「やばいやばい、遅刻するー!」


 私、日野マシロ。みんなからはシロって呼ばれてるの。
 

 今年の春からピッカピカの高校1年生!…なんだけど、今は絶賛爆走中。


 ドンッ!


「わわっ!」


 だから人にぶつかってしまった。


「…っいってぇーな。おい、何してくれてんだよ」


 うそ…よりによって男子なんて…。


「えと、あの、ご、ごめんなさい…」


「おい、俺の目を見て言えよ」


 やだやだやだ、男子怖いっ!乱暴だし、言葉悪いし、ホント何考えてるかわかんないっ!

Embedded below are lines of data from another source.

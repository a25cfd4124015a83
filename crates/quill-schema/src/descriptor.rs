//! Resolved schema descriptors.

use crate::sanitized::SanitizedKind;
use serde::{Deserialize, Serialize};
use std::fmt;

/// Presence-semantics regime a definition was declared under.
#[derive(Debug, Clone, Copy, PartialEq, Eq, Hash, Default, Serialize, Deserialize)]
#[serde(rename_all = "snake_case")]
pub enum Revision {
    /// Strict presence: every singular field tracks whether it was set.
    #[default]
    Legacy,
    /// Implicit defaults: only message fields track presence.
    Modern,
}

#[derive(Debug, Clone, Copy, PartialEq, Eq, Hash, Default, Serialize, Deserialize)]
#[serde(rename_all = "snake_case")]
pub enum Label {
    #[default]
    Singular,
    Repeated,
}

/// Declared kind of a field. Enum and message kinds carry the full name of
/// the referenced type.
#[derive(Debug, Clone, PartialEq, Eq, Hash, Serialize, Deserialize)]
#[serde(rename_all = "snake_case")]
pub enum FieldKind {
    Bool,
    Int32,
    Int64,
    Float,
    Double,
    Text,
    Bytes,
    Enum(String),
    Message(String),
}

impl FieldKind {
    pub fn name(&self) -> &'static str {
        match self {
            FieldKind::Bool => "bool",
            FieldKind::Int32 => "int32",
            FieldKind::Int64 => "int64",
            FieldKind::Float => "float",
            FieldKind::Double => "double",
            FieldKind::Text => "text",
            FieldKind::Bytes => "bytes",
            FieldKind::Enum(_) => "enum",
            FieldKind::Message(_) => "message",
        }
    }
}

/// Explicit default of a singular scalar field.
#[derive(Debug, Clone, PartialEq, Serialize, Deserialize)]
#[serde(rename_all = "snake_case")]
pub enum DefaultValue {
    Bool(bool),
    Int(i64),
    Float(f64),
    /// Text, or the raw bytes of a bytes field.
    Text(String),
    /// Enum default, already resolved to its number.
    Enum(i32),
}

/// Where an extension identifier is declared.
#[derive(Debug, Clone, PartialEq, Eq, Hash, Serialize, Deserialize)]
#[serde(rename_all = "snake_case")]
pub enum ExtensionScope {
    /// Nested in a message; the identifier is a static of that message.
    Message(String),
    /// Top level; the identifier lives on the file's extension holder.
    File(String),
}

impl ExtensionScope {
    /// Full name of the type owning the identifier.
    pub fn owner(&self) -> &str {
        match self {
            ExtensionScope::Message(name) | ExtensionScope::File(name) => name,
        }
    }
}

#[derive(Debug, Clone, PartialEq, Serialize, Deserialize)]
pub struct FieldDescriptor {
    pub name: String,
    pub number: i32,
    pub kind: FieldKind,
    pub label: Label,
    pub revision: Revision,
    /// Message the field belongs to (the extendee for extensions).
    pub containing_type: String,
    pub oneof: Option<String>,
    pub default: Option<DefaultValue>,
    /// 64-bit values travel as decimal text.
    pub numeric_as_text: bool,
    pub extension: Option<ExtensionScope>,
}

impl FieldDescriptor {
    pub fn full_name(&self) -> String {
        format!("{}.{}", self.containing_type, self.name)
    }

    pub fn is_repeated(&self) -> bool {
        self.label == Label::Repeated
    }

    pub fn is_extension(&self) -> bool {
        self.extension.is_some()
    }

    pub fn has_default(&self) -> bool {
        self.default.is_some()
    }

    /// Modern enum fields are accessed through their raw numbers.
    pub fn is_modern_enum(&self) -> bool {
        matches!(self.kind, FieldKind::Enum(_)) && self.revision == Revision::Modern
    }

    /// Content kind when the field holds a sanitized-content wrapper.
    pub fn sanitized_kind(&self) -> Option<SanitizedKind> {
        match &self.kind {
            FieldKind::Message(name) => SanitizedKind::from_message(name),
            _ => None,
        }
    }
}

impl fmt::Display for FieldDescriptor {
    fn fmt(&self, f: &mut fmt::Formatter<'_>) -> fmt::Result {
        write!(f, "{}", self.full_name())
    }
}

#[derive(Debug, Clone, PartialEq, Serialize, Deserialize)]
pub struct MessageDescriptor {
    pub full_name: String,
    pub revision: Revision,
    pub extendable: bool,
    /// Declared fields in schema order.
    pub fields: Vec<FieldDescriptor>,
    /// Oneof names in order of first appearance.
    pub oneofs: Vec<String>,
}

impl MessageDescriptor {
    pub fn field(&self, name: &str) -> Option<&FieldDescriptor> {
        self.fields.iter().find(|field| field.name == name)
    }

    pub fn field_by_number(&self, number: i32) -> Option<&FieldDescriptor> {
        self.fields.iter().find(|field| field.number == number)
    }

    /// Members of `oneof`, in declaration order.
    pub fn oneof_members<'a>(&'a self, oneof: &'a str) -> impl Iterator<Item = &'a FieldDescriptor> {
        self.fields
            .iter()
            .filter(move |field| field.oneof.as_deref() == Some(oneof))
    }
}

#[derive(Debug, Clone, PartialEq, Eq, Serialize, Deserialize)]
pub struct EnumValue {
    pub name: String,
    pub number: i32,
}

#[derive(Debug, Clone, PartialEq, Eq, Serialize, Deserialize)]
pub struct EnumDescriptor {
    pub full_name: String,
    pub revision: Revision,
    /// Never empty; the first value is the legacy default.
    pub values: Vec<EnumValue>,
}

impl EnumDescriptor {
    pub fn value_by_number(&self, number: i32) -> Option<&EnumValue> {
        self.values.iter().find(|value| value.number == number)
    }

    pub fn value_by_name(&self, name: &str) -> Option<&EnumValue> {
        self.values.iter().find(|value| value.name == name)
    }

    /// Number an unset field of this enum reads as.
    pub fn default_number(&self) -> i32 {
        match self.revision {
            Revision::Legacy => self.values.first().map_or(0, |value| value.number),
            Revision::Modern => 0,
        }
    }
}
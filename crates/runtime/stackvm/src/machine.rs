//! The interpreter loop.

use crate::error::Fault;
use crate::natives::{self, Call};
use crate::value::{MessageData, Object, Value};
use rhizome_quill_ir::{
    Constant, InstructionSequence, Local, MethodRef, NativeType, Op, RefType, Test,
};
use rhizome_quill_schema::Schema;
use std::collections::HashMap;

/// Executes instruction sequences against dynamic messages described by a
/// schema.
pub struct Machine<'s> {
    schema: &'s Schema,
    default_instances: HashMap<String, Value>,
    suspensions: usize,
}

struct Frame {
    stack: Vec<Value>,
    locals: Vec<Value>,
}

impl Frame {
    fn pop(&mut self, op: &str) -> Result<Value, Fault> {
        self.stack
            .pop()
            .ok_or_else(|| Fault::StackUnderflow(op.to_string()))
    }

    fn top(&self, op: &str) -> Result<&Value, Fault> {
        self.stack
            .last()
            .ok_or_else(|| Fault::StackUnderflow(op.to_string()))
    }

    fn local(&mut self, local: &Local) -> Result<&mut Value, Fault> {
        self.locals
            .get_mut(usize::from(local.index))
            .ok_or_else(|| Fault::IllegalArgument(format!("local {} out of range", local.index)))
    }
}

impl<'s> Machine<'s> {
    pub fn new(schema: &'s Schema) -> Self {
        Self {
            schema,
            default_instances: HashMap::new(),
            suspensions: 0,
        }
    }

    pub fn schema(&self) -> &'s Schema {
        self.schema
    }

    /// Number of suspension points passed so far.
    pub fn suspensions(&self) -> usize {
        self.suspensions
    }

    /// Runs `seq` with `inputs` on the stack (deepest first) and returns
    /// its output, if it has one.
    pub fn run(
        &mut self,
        seq: &InstructionSequence,
        inputs: Vec<Value>,
    ) -> Result<Option<Value>, Fault> {
        if inputs.len() != seq.inputs().len() {
            return Err(Fault::IllegalArgument(format!(
                "sequence takes {} inputs, got {}",
                seq.inputs().len(),
                inputs.len()
            )));
        }
        let mut frame = Frame {
            stack: inputs,
            locals: vec![Value::Null; usize::from(seq.max_locals())],
        };
        self.exec_all(&mut frame, seq.ops())?;
        match seq.output() {
            Some(_) => frame.pop("result").map(Some),
            None => Ok(None),
        }
    }

    /// The shared empty instance of a message type.
    pub fn default_instance(&mut self, type_name: &str) -> Result<Value, Fault> {
        if let Some(value) = self.default_instances.get(type_name) {
            return Ok(value.clone());
        }
        if self.schema.message(type_name).is_none() {
            return Err(Fault::UnknownMethod(format!("{}.default_instance", type_name)));
        }
        let value = Value::object(Object::Message(MessageData::new(type_name)));
        self.default_instances
            .insert(type_name.to_string(), value.clone());
        Ok(value)
    }

    fn exec_all(&mut self, frame: &mut Frame, ops: &[Op]) -> Result<(), Fault> {
        for op in ops {
            self.exec(frame, op)?;
        }
        Ok(())
    }

    fn exec(&mut self, frame: &mut Frame, op: &Op) -> Result<(), Fault> {
        tracing::trace!(?op, depth = frame.stack.len(), "exec");
        match op {
            Op::Push(constant) => frame.stack.push(match constant {
                Constant::Null => Value::Null,
                Constant::Bool(b) => Value::Bool(*b),
                Constant::Int(n) => Value::Int(*n),
                Constant::Long(n) => Value::Long(*n),
                Constant::Double(x) => Value::Double(*x),
                Constant::Text(s) => Value::text(s.clone()),
            }),
            Op::Dup => {
                let top = frame.top("dup")?.clone();
                frame.stack.push(top);
            }
            Op::Pop => {
                frame.pop("pop")?;
            }
            Op::Swap => {
                let a = frame.pop("swap")?;
                let b = frame.pop("swap")?;
                frame.stack.push(a);
                frame.stack.push(b);
            }
            Op::Load(local) => {
                let value = frame.local(local)?.clone();
                frame.stack.push(value);
            }
            Op::Store(local) => {
                let value = frame.pop("store")?;
                *frame.local(local)? = value;
            }
            Op::Increment { local, delta } => {
                let slot = frame.local(local)?;
                match slot {
                    Value::Int(n) => *n = n.wrapping_add(*delta),
                    other => {
                        return Err(Fault::BadOperand {
                            op: "iinc".to_string(),
                            expected: "int".to_string(),
                            found: other.describe(),
                        });
                    }
                }
            }
            Op::Invoke(method) => self.invoke(frame, method, false)?,
            Op::Suspend(method) => self.invoke(frame, method, true)?,
            Op::GetStatic(field) => {
                let owner = match &field.owner {
                    RefType::Message(name) | RefType::ExtensionHolder(name) => name,
                    other => return Err(Fault::UnknownField(format!("{}.{}", other, field.name))),
                };
                if self.schema.extension_by_id(owner, &field.name).is_none() {
                    return Err(Fault::UnknownField(format!("{}.{}", owner, field.name)));
                }
                frame.stack.push(Value::object(Object::Extension {
                    owner: owner.clone(),
                    name: field.name.clone(),
                }));
            }
            Op::Convert { to, .. } => {
                let value = frame.pop("convert")?;
                frame.stack.push(convert(value, to)?);
            }
            Op::CheckCast(ty) => {
                let value = frame.top("checkcast")?;
                if !value.is_instance_of(ty) {
                    return Err(Fault::ClassCast {
                        expected: ty.to_string(),
                        found: value.describe(),
                    });
                }
            }
            Op::Box(prim) => {
                let value = frame.pop("box")?;
                if value.native_type().as_ref() != Some(prim) {
                    return Err(Fault::BadOperand {
                        op: "box".to_string(),
                        expected: prim.to_string(),
                        found: value.describe(),
                    });
                }
                frame.stack.push(Value::object(Object::Wrapper(value)));
            }
            Op::Branch(branch) => {
                if eval_test(frame, branch.test)? {
                    self.exec_all(frame, &branch.then_ops)?;
                } else {
                    self.exec_all(frame, &branch.else_ops)?;
                }
            }
            Op::Loop(lp) => loop {
                self.exec_all(frame, &lp.condition)?;
                if !eval_test(frame, lp.test)? {
                    break;
                }
                self.exec_all(frame, &lp.body)?;
            },
            Op::Scope(scope) => {
                self.exec_all(frame, &scope.body)?;
                for decl in &scope.locals {
                    *frame.local(&decl.local)? = Value::Null;
                }
            }
        }
        Ok(())
    }

    fn invoke(
        &mut self,
        frame: &mut Frame,
        method: &MethodRef,
        suspend: bool,
    ) -> Result<(), Fault> {
        let op = method.to_string();
        let mut args = Vec::with_capacity(method.params.len());
        for _ in &method.params {
            args.push(frame.pop(&op)?);
        }
        args.reverse();
        let receiver = if method.is_static() {
            None
        } else {
            let receiver = frame.pop(&op)?;
            if receiver.is_null() {
                return Err(Fault::NullPointer(op));
            }
            Some(receiver)
        };
        if suspend {
            self.suspensions += 1;
            tracing::debug!(method = %op, count = self.suspensions, "suspension point");
        }
        let result = natives::invoke(
            self,
            Call {
                method,
                receiver,
                args,
            },
        )?;
        if method.returns.is_some() {
            frame.stack.push(result);
        }
        Ok(())
    }
}

fn eval_test(frame: &mut Frame, test: Test) -> Result<bool, Fault> {
    let op = test.mnemonic();
    let bad = |expected: &str, found: &Value| Fault::BadOperand {
        op: op.to_string(),
        expected: expected.to_string(),
        found: found.describe(),
    };
    match test {
        Test::IsNull => Ok(frame.pop(op)?.is_null()),
        Test::NonNull => Ok(!frame.pop(op)?.is_null()),
        Test::IsTrue => match frame.pop(op)? {
            Value::Bool(b) => Ok(b),
            other => Err(bad("bool", &other)),
        },
        Test::IsZero => match frame.pop(op)? {
            Value::Int(n) => Ok(n == 0),
            other => Err(bad("int", &other)),
        },
        Test::IntEq | Test::IntLt => {
            let b = frame.pop(op)?;
            let a = frame.pop(op)?;
            match (&a, &b) {
                (Value::Int(a), Value::Int(b)) if test == Test::IntEq => Ok(a == b),
                (Value::Int(a), Value::Int(b)) => Ok(a < b),
                (Value::Int(_), other) | (other, _) => Err(bad("int", other)),
            }
        }
    }
}

fn convert(value: Value, to: &NativeType) -> Result<Value, Fault> {
    let is_real = matches!(value, Value::Float(_) | Value::Double(_));
    let (whole, real) = match value {
        Value::Int(n) => (i64::from(n), f64::from(n)),
        Value::Long(n) => (n, n as f64),
        Value::Float(x) => (x as i64, f64::from(x)),
        Value::Double(x) => (x as i64, x),
        other => {
            return Err(Fault::BadOperand {
                op: format!("convert to {}", to),
                expected: "number".to_string(),
                found: other.describe(),
            });
        }
    };
    Ok(match to {
        NativeType::Int if is_real => Value::Int(real as i32),
        NativeType::Int => Value::Int(whole as i32),
        NativeType::Long => Value::Long(whole),
        NativeType::Float => Value::Float(real as f32),
        NativeType::Double => Value::Double(real),
        other => {
            return Err(Fault::BadOperand {
                op: "convert".to_string(),
                expected: "numeric target".to_string(),
                found: other.to_string(),
            });
        }
    })
}

/// Runs an input-less sequence on a fresh machine.
pub fn execute(schema: &Schema, seq: &InstructionSequence) -> Result<Option<Value>, Fault> {
    Machine::new(schema).run(seq, Vec::new())
}
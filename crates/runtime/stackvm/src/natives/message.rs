//! Generated message, builder and enum operations.
//!
//! Slots store one canonical form per kind: primitives as themselves,
//! enums as their number, text, bytes and messages as objects.

use super::Call;
use crate::error::Fault;
use crate::machine::Machine;
use crate::value::{Boxed, FieldValue, MessageData, Object, Value};
use base64::Engine;
use base64::engine::general_purpose::STANDARD;
use rhizome_quill_schema::naming::{self, BuilderMethod, MessageMethod};
use rhizome_quill_schema::{DefaultValue, FieldDescriptor, FieldKind, Schema};
use std::cell::RefCell;

/// Storage value an unset field reads as.
fn default_storage(machine: &mut Machine<'_>, field: &FieldDescriptor) -> Result<Value, Fault> {
    let default = field.default.as_ref();
    Ok(match &field.kind {
        FieldKind::Bool => Value::Bool(matches!(default, Some(DefaultValue::Bool(true)))),
        FieldKind::Int32 => Value::Int(match default {
            Some(DefaultValue::Int(n)) => *n as i32,
            _ => 0,
        }),
        FieldKind::Int64 => Value::Long(match default {
            Some(DefaultValue::Int(n)) => *n,
            _ => 0,
        }),
        FieldKind::Float => Value::Float(match default {
            Some(DefaultValue::Float(x)) => *x as f32,
            _ => 0.0,
        }),
        FieldKind::Double => Value::Double(match default {
            Some(DefaultValue::Float(x)) => *x,
            _ => 0.0,
        }),
        FieldKind::Text => Value::text(match default {
            Some(DefaultValue::Text(s)) => s.clone(),
            _ => String::new(),
        }),
        FieldKind::Bytes => Value::object(Object::ByteString(match default {
            Some(DefaultValue::Text(s)) => s.as_bytes().to_vec(),
            _ => Vec::new(),
        })),
        FieldKind::Enum(name) => Value::Int(match default {
            Some(DefaultValue::Enum(n)) => *n,
            _ if field.is_modern_enum() => 0,
            _ => machine
                .schema()
                .enum_type(name)
                .map_or(0, |desc| desc.default_number()),
        }),
        FieldKind::Message(name) => machine.default_instance(name)?,
    })
}

fn enum_const(field: &FieldDescriptor, number: &Value) -> Value {
    match (&field.kind, number) {
        (FieldKind::Enum(name), Value::Int(n)) => Value::object(Object::EnumConst {
            enum_name: name.clone(),
            number: *n,
        }),
        _ => number.clone(),
    }
}

/// Value returned by the generated getter.
fn getter_view(field: &FieldDescriptor, stored: &Value) -> Value {
    if field.is_modern_enum() {
        stored.clone()
    } else {
        enum_const(field, stored)
    }
}

/// Value returned by `get_extension`: primitives are wrapped.
fn extension_view(field: &FieldDescriptor, stored: &Value) -> Value {
    match (&field.kind, stored) {
        (FieldKind::Enum(_), _) if !field.is_modern_enum() => enum_const(field, stored),
        (_, Value::Ref(_) | Value::Null) => stored.clone(),
        _ => Value::object(Object::Wrapper(stored.clone())),
    }
}

/// Checks a setter operand against the field and converts it to storage.
fn to_storage(call: &Call<'_>, field: &FieldDescriptor, value: &Value) -> Result<Value, Fault> {
    let ok = match (&field.kind, value) {
        (_, Value::Null) => return Err(Fault::NullPointer(call.describe())),
        (FieldKind::Bool, Value::Bool(_))
        | (FieldKind::Int32, Value::Int(_))
        | (FieldKind::Int64, Value::Long(_))
        | (FieldKind::Float, Value::Float(_))
        | (FieldKind::Double, Value::Double(_)) => true,
        (FieldKind::Enum(_), Value::Int(_)) => field.is_modern_enum(),
        (FieldKind::Enum(name), Value::Ref(obj)) => match obj.as_ref() {
            Object::EnumConst { enum_name, number } if enum_name == name => {
                return Ok(Value::Int(*number));
            }
            _ => false,
        },
        (FieldKind::Text, Value::Ref(obj)) => matches!(obj.as_ref(), Object::Text(_)),
        (FieldKind::Bytes, Value::Ref(obj)) => matches!(obj.as_ref(), Object::ByteString(_)),
        (FieldKind::Message(name), Value::Ref(obj)) => {
            matches!(obj.as_ref(), Object::Message(data) if data.type_name() == name)
        }
        _ => false,
    };
    if ok {
        Ok(value.clone())
    } else {
        Err(Fault::ClassCast {
            expected: field.kind.name().to_string(),
            found: value.describe(),
        })
    }
}

/// Unwraps an extension object passed to `set_extension`.
fn extension_storage(call: &Call<'_>, field: &FieldDescriptor, value: &Value) -> Result<Value, Fault> {
    match value.as_object() {
        Some(Object::Wrapper(inner)) => to_storage(call, field, inner),
        _ => to_storage(call, field, value),
    }
}

fn read_field(
    machine: &mut Machine<'_>,
    data: &MessageData,
    field: &FieldDescriptor,
) -> Result<Value, Fault> {
    match data.get(field.number) {
        Some(FieldValue::Single(stored)) => Ok(getter_view(field, stored)),
        Some(FieldValue::Repeated(items)) => Ok(Value::object(Object::List(RefCell::new(
            items.iter().map(|item| getter_view(field, item)).collect(),
        )))),
        None if field.is_repeated() => Ok(Value::object(Object::List(RefCell::new(Vec::new())))),
        None => {
            let stored = default_storage(machine, field)?;
            Ok(getter_view(field, &stored))
        }
    }
}

fn message_data<'c>(call: &'c Call<'_>, type_name: &str) -> Result<&'c MessageData, Fault> {
    match call.receiver_object()? {
        Object::Message(data) if data.type_name() == type_name => Ok(data),
        other => Err(call.cast_error(type_name, other)),
    }
}

fn builder_data<'c>(call: &'c Call<'_>) -> Result<&'c RefCell<MessageData>, Fault> {
    match call.receiver_object()? {
        Object::Builder(data) => Ok(data),
        other => Err(call.cast_error("Builder", other)),
    }
}

pub(super) fn call_message(
    machine: &mut Machine<'_>,
    type_name: &str,
    call: &Call<'_>,
) -> Result<Option<Value>, Fault> {
    let schema = machine.schema();
    let Some(desc) = schema.message(type_name) else {
        return Ok(None);
    };
    if call.method.is_static() {
        return match call.name() {
            naming::DEFAULT_INSTANCE => machine.default_instance(type_name).map(Some),
            naming::NEW_BUILDER => Ok(Some(Value::object(Object::Builder(RefCell::new(
                MessageData::new(type_name),
            ))))),
            _ => Ok(None),
        };
    }

    let data = message_data(call, type_name)?;
    let Some(method) = naming::resolve_message_method(desc, call.name()) else {
        return Ok(None);
    };
    let result = match method {
        MessageMethod::Get(field) => read_field(machine, data, field)?,
        MessageMethod::Has(field) => Value::Bool(data.is_set(field.number)),
        MessageMethod::Case(oneof) => {
            let number = desc
                .oneof_members(oneof)
                .find(|member| data.is_set(member.number))
                .map_or(0, |member| member.number);
            Value::object(Object::OneofCase {
                key: format!("{}.{}", type_name, oneof),
                number,
            })
        }
    };
    Ok(Some(result))
}

pub(super) fn call_builder(
    machine: &mut Machine<'_>,
    type_name: &str,
    call: &Call<'_>,
) -> Result<Option<Value>, Fault> {
    let schema = machine.schema();
    let Some(desc) = schema.message(type_name) else {
        return Ok(None);
    };
    let cell = builder_data(call)?;
    if cell.borrow().type_name() != type_name {
        return Err(call.cast_error(&format!("{}$Builder", type_name), call.receiver_object()?));
    }
    let Some(method) = naming::resolve_builder_method(desc, call.name()) else {
        return Ok(None);
    };
    match method {
        BuilderMethod::Build => {
            let data = cell.borrow().clone();
            return Ok(Some(Value::object(Object::Message(data))));
        }
        BuilderMethod::Set(field) => {
            let stored = to_storage(call, field, call.arg(0)?)?;
            let mut data = cell.borrow_mut();
            if let Some(oneof) = &field.oneof {
                for member in desc.oneof_members(oneof) {
                    data.clear(member.number);
                }
            }
            data.set(field.number, &field.name, FieldValue::Single(stored));
        }
        BuilderMethod::Add(field) => {
            let stored = to_storage(call, field, call.arg(0)?)?;
            cell.borrow_mut().push(field.number, &field.name, stored);
        }
    }
    Ok(Some(call.receiver()?.clone()))
}

/// Resolves an extension identifier argument against the receiver's type.
fn extension_arg<'s>(
    schema: &'s Schema,
    call: &Call<'_>,
    receiver_type: &str,
) -> Result<&'s FieldDescriptor, Fault> {
    let (owner, name) = match call.object_arg(0)? {
        Object::Extension { owner, name } => (owner, name),
        other => return Err(call.cast_error("Extension", other)),
    };
    let field = schema
        .extension_by_id(owner, name)
        .ok_or_else(|| Fault::UnknownField(format!("{}.{}", owner, name)))?;
    if field.containing_type != receiver_type {
        return Err(Fault::IllegalArgument(format!(
            "extension {} does not extend {}",
            field.full_name(),
            receiver_type
        )));
    }
    Ok(field)
}

pub(super) fn call_extendable_message(
    machine: &mut Machine<'_>,
    call: &Call<'_>,
) -> Result<Option<Value>, Fault> {
    let data = match call.receiver_object()? {
        Object::Message(data) => data,
        other => return Err(call.cast_error("ExtendableMessage", other)),
    };
    let field = extension_arg(machine.schema(), call, data.type_name())?;
    let result = match call.name() {
        "has_extension" => Value::Bool(data.is_set(field.number)),
        "get_extension" => match data.get(field.number) {
            Some(FieldValue::Single(stored)) => extension_view(field, stored),
            Some(FieldValue::Repeated(items)) => Value::object(Object::List(RefCell::new(
                items.iter().map(|item| extension_view(field, item)).collect(),
            ))),
            None if field.is_repeated() => Value::object(Object::List(RefCell::new(Vec::new()))),
            None => {
                let stored = default_storage(machine, field)?;
                extension_view(field, &stored)
            }
        },
        _ => return Ok(None),
    };
    Ok(Some(result))
}

pub(super) fn call_extendable_builder(
    machine: &mut Machine<'_>,
    call: &Call<'_>,
) -> Result<Option<Value>, Fault> {
    let cell = builder_data(call)?;
    let type_name = cell.borrow().type_name().to_string();
    let field = extension_arg(machine.schema(), call, &type_name)?;
    let stored = extension_storage(call, field, call.arg(1)?)?;
    match call.name() {
        "set_extension" => {
            cell.borrow_mut()
                .set(field.number, &field.name, FieldValue::Single(stored));
        }
        "add_extension" => cell.borrow_mut().push(field.number, &field.name, stored),
        _ => return Ok(None),
    }
    Ok(Some(call.receiver()?.clone()))
}

pub(super) fn call_enum(
    machine: &mut Machine<'_>,
    enum_name: &str,
    call: &Call<'_>,
) -> Result<Option<Value>, Fault> {
    let Some(desc) = machine.schema().enum_type(enum_name) else {
        return Ok(None);
    };
    match call.name() {
        // Unknown numbers yield null; the caller faults when it uses it.
        "for_number" => match call.arg(0)? {
            Value::Int(n) => Ok(Some(match desc.value_by_number(*n) {
                Some(value) => Value::object(Object::EnumConst {
                    enum_name: enum_name.to_string(),
                    number: value.number,
                }),
                None => Value::Null,
            })),
            other => Err(call.bad_operand("int", other)),
        },
        "get_number" => match call.receiver_object()? {
            Object::EnumConst { number, .. } => Ok(Some(Value::Int(*number))),
            other => Err(call.cast_error(enum_name, other)),
        },
        _ => Ok(None),
    }
}

pub(super) fn call_oneof_case(call: &Call<'_>) -> Result<Option<Value>, Fault> {
    match (call.name(), call.receiver_object()?) {
        ("get_number", Object::OneofCase { number, .. }) => Ok(Some(Value::Int(*number))),
        ("get_number", other) => Err(call.cast_error("OneofCase", other)),
        _ => Ok(None),
    }
}

/// Text held by a sanitized-content wrapper message.
pub(super) fn wrapped_text(data: &MessageData) -> String {
    match data.get(1) {
        Some(FieldValue::Single(value)) => value.as_text().unwrap_or_default().to_string(),
        _ => String::new(),
    }
}

/// Host-evaluator view of a stored field value.
pub(super) fn to_boxed(field: &FieldDescriptor, stored: &Value) -> Value {
    let boxed = match (&field.kind, stored) {
        (_, Value::Null) => return Value::Null,
        (FieldKind::Int64, Value::Long(n)) if field.numeric_as_text => Boxed::Text(n.to_string()),
        (FieldKind::Bytes, Value::Ref(obj)) => match obj.as_ref() {
            Object::ByteString(bytes) => Boxed::Text(STANDARD.encode(bytes)),
            _ => return stored.clone(),
        },
        (FieldKind::Message(_), Value::Ref(obj)) => match (field.sanitized_kind(), obj.as_ref()) {
            (Some(kind), Object::Message(data)) => Boxed::Sanitized {
                kind,
                content: wrapped_text(data),
            },
            _ => Boxed::Proto(stored.clone()),
        },
        (_, Value::Bool(b)) => Boxed::Bool(*b),
        (_, Value::Int(_) | Value::Long(_)) => Boxed::Int(stored.as_long().unwrap_or_default()),
        (_, Value::Float(_) | Value::Double(_)) => {
            Boxed::Float(stored.as_double().unwrap_or_default())
        }
        (_, Value::Ref(obj)) => match obj.as_ref() {
            Object::Text(s) => Boxed::Text(s.clone()),
            Object::EnumConst { number, .. } => Boxed::Int((*number).into()),
            _ => return stored.clone(),
        },
    };
    Value::object(Object::Boxed(boxed))
}

/// `get_field` on a boxed message: repeated fields come back as a boxed
/// list, singular ones as a boxed value or null when unset.
pub(super) fn boxed_field(
    machine: &mut Machine<'_>,
    data: &MessageData,
    name: &str,
) -> Result<Value, Fault> {
    let field = machine
        .schema()
        .field(data.type_name(), name)
        .ok_or_else(|| Fault::UnknownField(format!("{}.{}", data.type_name(), name)))?;
    match data.get(field.number) {
        Some(FieldValue::Repeated(items)) => Ok(Value::object(Object::Boxed(Boxed::List(
            items.iter().map(|item| to_boxed(field, item)).collect(),
        )))),
        Some(FieldValue::Single(stored)) => Ok(to_boxed(field, stored)),
        None if field.is_repeated() => Ok(Value::object(Object::Boxed(Boxed::List(Vec::new())))),
        None if field.default.is_none() => Ok(Value::Null),
        None => {
            let stored = default_storage(machine, field)?;
            Ok(to_boxed(field, &stored))
        }
    }
}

 目を見て言えと言われても、男子苦手な私には無理難題なわけで。


 ずっと下を向いて黙っていた。


 その時、


「あの、謝ってますよ?…しかもこの子、怖がってます」


 透き通るような声に思わず顔を上げると、


王子様が私と男子の間に立っていた。しかも私を背中に隠すようにして。


 王子様の言葉に、男子は少し機嫌を悪くしながらも立ち去ってくれた。


「あ、あの…」


「あぁ、君、だいじょう…」


 王子様は私の顔を見るなり、目を丸くした。


 あれ?私の顔に何かついてるのかな?


「どうしました…?」


「え?あ、いや…。あ、キミあの電車じゃないの?」


 王子様が指を差した方向を見ると、まさに私が乗る電車が止まっていた。


「あ、そうです!…あの、助けていただきありがとうございました!」


 私は今にも出発しそうな電車に駆け込んだ。